6 May 2005 @ 05:55, by Judih Haggai
Holocaust Week is over: Twirling in my head are stories of survivors, daughters of survivors,and daughters of sons and daughters of survivors.
Have finally seen the movie "Vita e bella, La" (Life is Beautiful) [link]
by Roberto Benigni, with its glorious melody of humour and creativity in the face of Nazi camp reality.
Tilly in Afghanistan[link]: working to raise the status of women and children. And my friend J who is thinking of giving up her comfortable life to dedicate herself to altruistic world outreach.
The story of a West Bank romance, an American who married a Palestinian political prisoner.
[link]
"West Bank story
By Daphna Berman
What caused a Jewish girl from an upper middle-class New York suburb to fall in love with and marry a Palestinian political prisoner who was born and raised in a traditional Muslim family on the outskirts of a dilapidated refugee camp?
In her directorial debut, American-Israeli filmmaker Devorah Blachor attempts to answer this question, made all the more poignant by the fact that the Jewish girl from New York also happens to be her cousin.
"Waiting for Quds," which premiered earlier this month at both the DocAviv film festival in Tel Aviv and the Chicago International Film festival, follows the lives of Allegra Pacheco, an American-Jewish human rights lawyer, and Abed al-Ahmar, the Palestinian prisoner whom she represented and later married." (go to the link for the rest)

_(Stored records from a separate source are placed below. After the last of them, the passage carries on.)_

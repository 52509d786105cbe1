//! Daily regional means and the time-series chart built from them.

pub mod chart;
pub mod source;

use chrono::{Duration, NaiveDate};

pub use chart::{render_timeseries, ChartRenderer, PlottersChartRenderer};
pub use source::{ParquetSeriesSource, RasterSeriesSource, SeriesSource};

#[derive(Debug, Clone, PartialEq)]
pub struct TimeSeriesPoint {
    pub date: NaiveDate,
    pub gas: String,
    /// Region identifier as resolved from the boundary layer.
    pub region: String,
    pub mean_value: f64,
}

/// The requested window and the points found inside it, ordered by date.
/// Days without a point are gaps.
#[derive(Debug, Clone)]
pub struct TimeSeries {
    pub gas: String,
    pub region_name: String,
    pub start: NaiveDate,
    pub end: NaiveDate,
    pub points: Vec<TimeSeriesPoint>,
}

impl TimeSeries {
    pub fn new(
        gas: &str,
        region_name: &str,
        start: NaiveDate,
        end: NaiveDate,
        mut points: Vec<TimeSeriesPoint>,
    ) -> Self {
        points.retain(|p| p.date >= start && p.date <= end);
        points.sort_by_key(|p| p.date);
        points.dedup_by_key(|p| p.date);

        TimeSeries {
            gas: gas.to_string(),
            region_name: region_name.to_string(),
            start,
            end,
            points,
        }
    }

    /// Number of days in the window.
    pub fn days(&self) -> u32 {
        ((self.end - self.start).num_days() + 1) as u32
    }

    /// Day index of `date` within the window.
    pub fn offset(&self, date: NaiveDate) -> i32 {
        (date - self.start).num_days() as i32
    }

    pub fn date_at(&self, offset: i32) -> NaiveDate {
        self.start + Duration::days(i64::from(offset))
    }

    /// Runs of points on consecutive days.
    pub fn segments(&self) -> Vec<&[TimeSeriesPoint]> {
        let mut segments = Vec::new();
        let mut start = 0;
        for i in 1..=self.points.len() {
            let broken = i == self.points.len()
                || self.points[i].date - self.points[i - 1].date != Duration::days(1);
            if broken {
                segments.push(&self.points[start..i]);
                start = i;
            }
        }

        segments
    }
}

/// First day of a `days`-long window ending on `end`, or `None` when the
/// window reaches past the calendar range.
pub fn window_start(end: NaiveDate, days: u32) -> Option<NaiveDate> {
    end.checked_sub_signed(Duration::days(i64::from(days.max(1)) - 1))
}

// -- Tests -------------------------------------------------------------------

#[cfg(test)]
mod tests {
    use super::*;
    use crate::fixtures::date;

    fn point(day: &str, value: f64) -> TimeSeriesPoint {
        TimeSeriesPoint {
            date: date(day),
            gas: "CO".to_string(),
            region: "1".to_string(),
            mean_value: value,
        }
    }

    #[test]
    fn should_compute_window() {
        assert_eq!(window_start(date("2024-01-15"), 1), Some(date("2024-01-15")));
        assert_eq!(window_start(date("2024-01-15"), 30), Some(date("2023-12-17")));
    }

    #[test]
    fn should_reject_window_past_calendar_range() {
        assert_eq!(window_start(date("2024-01-15"), u32::MAX), None);
    }

    #[test]
    fn should_split_series_at_gaps() {
        let points = vec![
            point("2024-01-15", 3.0),
            point("2024-01-10", 1.0),
            point("2024-01-11", 2.0),
            point("2024-01-13", 2.5),
            point("2024-01-01", 9.0),
        ];

        let series = TimeSeries::new("CO", "North", date("2024-01-09"), date("2024-01-15"), points);

        assert_eq!(series.days(), 7);
        assert_eq!(series.points.len(), 4);
        assert_eq!(series.offset(date("2024-01-10")), 1);
        assert_eq!(series.date_at(6), date("2024-01-15"));

        let lengths: Vec<usize> = series.segments().iter().map(|s| s.len()).collect();
        assert_eq!(lengths, vec![2, 1, 1]);
    }

    #[test]
    fn should_have_no_segments_when_empty() {
        let series = TimeSeries::new("CO", "North", date("2024-01-09"), date("2024-01-15"), vec![]);

        assert!(series.segments().is_empty());
    }
}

Synthesizing: And there I was again last evening, 4 hours at the kibbutz front gate, sitting, cleaning away cobwebs, wiping off tiny lizard turds from the tabletops in order to freshen up the the little guardhouse. Opening the gate for those who wanted to enter or leave the kibbutz, watching TV and thinking of this past week.
Events began to stir and simmer within me as I examined the salad that is our lives.
What is event but a collection of causes and effects?
The flavour of each individual effort affects the whole, but more dramatically, makes a difference to ourselves. When I add my opinion, my action, my clear intention, I celebrate my own existence. I am. And I change the event in some small way.
But what happens when I exert my influence? Being sure of my intention, being in focus, I radiate vibrations that affect others. How they're affected, however, is out of my control, unless I manage to internalize the glorious lessons of T'ai Chi, and use their energy to flow in my intended direction.
Yet, it never fails to amaze me how surprising other people's reactions can be. Some are heavily in the claws of their own insecurities. How many adults still cling to juvenile coping methods? How often have I met up with a polished adult (groomed, arranged, with eloquent tongue and fashionable comments) who, when challenged, responds with taunts, 'deafness' or bullying techniques?
Reading people's auras can be a frightening experience! Be prepared for the worst!
But if there's a little gleam of life in a person's eye, there's hope.
Look for the gleam, I say to myself. Search out the gleam, cultivate those who gleam, and let that gleam glow. Together we can do something.